---- Data provided

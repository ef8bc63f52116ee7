//! Telemetry envelope model.
//!
//! Envelopes are a closed set of tagged variants. The two discriminator
//! strings — the outer envelope type and the inner payload type — are
//! derived from the variant itself, so they are fixed at construction and
//! cannot drift afterwards.
//!
//! # Invariants
//! - Discriminators are functions of the variant, never stored fields
//! - A decoded discriminator must resolve to exactly one known variant
//! - `measurements` is the only mutable state

use once_cell::sync::Lazy;
use rustc_hash::FxHashMap;
use serde::{Deserialize, Serialize};

/// Numeric measurements attached to an envelope, keyed by metric name.
///
/// Keys are unique and insertion order is irrelevant.
pub type Measurements = FxHashMap<String, f64>;

/// One telemetry event occurrence.
///
/// Carries only the measurements map; the discriminators live on
/// [`Envelope`].
#[derive(Debug, Clone, PartialEq, Default, Serialize, Deserialize)]
pub struct EventEnvelope {
    measurements: Measurements,
}

impl EventEnvelope {
    pub fn new() -> Self {
        Self::default()
    }

    pub fn with_measurements(measurements: Measurements) -> Self {
        Self { measurements }
    }

    pub fn measurements(&self) -> &Measurements {
        &self.measurements
    }

    /// Replaces the whole measurements map.
    pub fn set_measurements(&mut self, measurements: Measurements) {
        self.measurements = measurements;
    }

    /// Inserts or overwrites a single measurement.
    pub fn set_measurement(&mut self, key: impl Into<String>, value: f64) {
        self.measurements.insert(key.into(), value);
    }
}

/// The closed set of envelope variants.
#[derive(Debug, Clone, PartialEq, Serialize, Deserialize)]
pub enum Envelope {
    Event(EventEnvelope),
}

/// Wire tag for each envelope variant, resolved from the discriminator
/// string through [`kind_for`].
#[derive(Debug, Clone, Copy, PartialEq, Eq)]
pub(crate) enum EnvelopeKind {
    Event,
}

/// Discriminator-to-variant lookup table, built on first use.
static DISCRIMINATORS: Lazy<FxHashMap<&'static str, EnvelopeKind>> = Lazy::new(|| {
    let mut table = FxHashMap::default();
    table.insert(Envelope::EVENT_ENVELOPE_TYPE, EnvelopeKind::Event);
    table
});

/// Resolves an envelope discriminator string to its variant tag.
pub(crate) fn kind_for(name: &str) -> Option<EnvelopeKind> {
    DISCRIMINATORS.get(name).copied()
}

impl Envelope {
    pub(crate) const EVENT_ENVELOPE_TYPE: &'static str = "EventEnvelope";
    pub(crate) const EVENT_DATA_TYPE: &'static str = "Event";

    /// Outer discriminator: identifies how the envelope wrapper decodes.
    pub fn envelope_type_name(&self) -> &'static str {
        match self {
            Envelope::Event(_) => Self::EVENT_ENVELOPE_TYPE,
        }
    }

    /// Inner discriminator: identifies the payload shape.
    pub fn data_type_name(&self) -> &'static str {
        match self {
            Envelope::Event(_) => Self::EVENT_DATA_TYPE,
        }
    }

    pub fn measurements(&self) -> &Measurements {
        match self {
            Envelope::Event(event) => event.measurements(),
        }
    }

    pub(crate) fn kind(&self) -> EnvelopeKind {
        match self {
            Envelope::Event(_) => EnvelopeKind::Event,
        }
    }
}

impl From<EventEnvelope> for Envelope {
    fn from(event: EventEnvelope) -> Self {
        Envelope::Event(event)
    }
}

#[cfg(test)]
mod tests {
    use super::*;

    #[test]
    fn test_discriminators_derive_from_variant() {
        let envelope = Envelope::Event(EventEnvelope::new());
        assert_eq!(envelope.envelope_type_name(), "EventEnvelope");
        assert_eq!(envelope.data_type_name(), "Event");
    }

    #[test]
    fn test_lookup_table_resolves_known_variant() {
        assert_eq!(kind_for("EventEnvelope"), Some(EnvelopeKind::Event));
        assert_eq!(kind_for("NoSuchEnvelope"), None);
        assert_eq!(kind_for(""), None);
    }

    #[test]
    fn test_measurements_mutable_after_construction() {
        let mut event = EventEnvelope::new();
        assert!(event.measurements().is_empty());

        event.set_measurement("duration", 125.0);
        event.set_measurement("duration", 250.0);
        assert_eq!(event.measurements().len(), 1);
        assert_eq!(event.measurements()["duration"], 250.0);

        let mut replacement = Measurements::default();
        replacement.insert("count".to_string(), 3.0);
        event.set_measurements(replacement);
        assert_eq!(event.measurements().len(), 1);
        assert_eq!(event.measurements()["count"], 3.0);
    }
}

--------

What needs to be done :: Once you find the line with "at construction and" in the entries above, output it and each line after it up to and including the line with "use rustc_hash::FxHashMap;", and nothing else.

Answer for this exercise ::
//! derived from the variant itself, so they are fixed at construction and
//! cannot drift afterwards.
//!
//! # Invariants
//! - Discriminators are functions of the variant, never stored fields
//! - A decoded discriminator must resolve to exactly one known variant
//! - `measurements` is the only mutable state

use once_cell::sync::Lazy;
use rustc_hash::FxHashMap;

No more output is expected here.